▶ TRY IT
Copy every line of the data that contains the string "impl".

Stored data
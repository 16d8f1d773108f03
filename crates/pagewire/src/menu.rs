//! Navigation menu returned by applications for navigation requests.

use pagewire_protocol::{MenuLocation, Navigation};
use thiserror::Error;

#[derive(Debug, Error, PartialEq, Eq)]
pub enum MenuError {
    #[error("navigation menu must contain at least one item")]
    NoItems,

    #[error("menu item must contain at least one entry")]
    EmptyItem,

    #[error("navigation entry {0} must not be blank")]
    BlankField(&'static str),

    #[error("more than one default navigation entry ('{first}' and '{second}')")]
    DuplicateDefault { first: String, second: String },
}

/// A single page link in the menu.
#[derive(Debug, Clone, PartialEq, Eq)]
pub struct NavigationEntry {
    page: String,
    title: String,
    icon: Option<String>,
    is_default: bool,
}

impl NavigationEntry {
    pub fn new(page: impl Into<String>, title: impl Into<String>) -> Result<Self, MenuError> {
        let page = page.into();
        let title = title.into();
        if page.trim().is_empty() {
            return Err(MenuError::BlankField("page"));
        }
        if title.trim().is_empty() {
            return Err(MenuError::BlankField("title"));
        }
        Ok(Self {
            page,
            title,
            icon: None,
            is_default: false,
        })
    }

    #[must_use]
    pub fn with_icon(mut self, icon: impl Into<String>) -> Self {
        self.icon = Some(icon.into());
        self
    }

    /// Mark this entry as the page shown when none is requested.
    #[must_use]
    pub fn as_default(mut self) -> Self {
        self.is_default = true;
        self
    }

    pub fn page(&self) -> &str {
        &self.page
    }

    pub fn is_default(&self) -> bool {
        self.is_default
    }
}

/// A group of entries with an optional section header.
#[derive(Debug, Clone, PartialEq, Eq)]
pub struct MenuItem {
    header: Option<String>,
    entries: Vec<NavigationEntry>,
}

impl MenuItem {
    pub fn new(header: Option<String>, entries: Vec<NavigationEntry>) -> Result<Self, MenuError> {
        if entries.is_empty() {
            return Err(MenuError::EmptyItem);
        }
        Ok(Self { header, entries })
    }

    pub fn entries(&self) -> &[NavigationEntry] {
        &self.entries
    }
}

/// The full menu. At most one entry across all items may be the default.
#[derive(Debug, Clone, PartialEq, Eq)]
pub struct NavigationMenu {
    location: MenuLocation,
    items: Vec<MenuItem>,
}

impl NavigationMenu {
    pub fn new(location: MenuLocation, items: Vec<MenuItem>) -> Result<Self, MenuError> {
        if items.is_empty() {
            return Err(MenuError::NoItems);
        }

        let mut default_page: Option<&str> = None;
        for entry in items.iter().flat_map(|item| item.entries.iter()) {
            if !entry.is_default {
                continue;
            }
            if let Some(first) = default_page {
                return Err(MenuError::DuplicateDefault {
                    first: first.to_string(),
                    second: entry.page.clone(),
                });
            }
            default_page = Some(&entry.page);
        }

        Ok(Self { location, items })
    }

    /// A sidebar menu with a single unlabeled item.
    pub fn sidebar(entries: Vec<NavigationEntry>) -> Result<Self, MenuError> {
        Self::new(MenuLocation::Sidebar, vec![MenuItem::new(None, entries)?])
    }

    pub fn location(&self) -> MenuLocation {
        self.location
    }

    pub fn items(&self) -> &[MenuItem] {
        &self.items
    }

    /// Page of the default entry, if one is marked.
    pub fn default_page(&self) -> Option<&str> {
        self.items
            .iter()
            .flat_map(|item| item.entries.iter())
            .find(|entry| entry.is_default)
            .map(|entry| entry.page.as_str())
    }

    pub fn to_navigation(&self) -> Navigation {
        Navigation {
            location: self.location,
            items: self
                .items
                .iter()
                .map(|item| pagewire_protocol::MenuItem {
                    header: item.header.clone(),
                    entries: item
                        .entries
                        .iter()
                        .map(|entry| pagewire_protocol::NavigationEntry {
                            page: entry.page.clone(),
                            title: entry.title.clone(),
                            icon: entry.icon.clone(),
                            is_default: entry.is_default,
                        })
                        .collect(),
                })
                .collect(),
        }
    }
}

▶ RESPONSE
impl NavigationEntry {
    pub fn new(page: impl Into<String>, title: impl Into<String>) -> Result<Self, MenuError> {
    pub fn with_icon(mut self, icon: impl Into<String>) -> Self {
impl MenuItem {
impl NavigationMenu {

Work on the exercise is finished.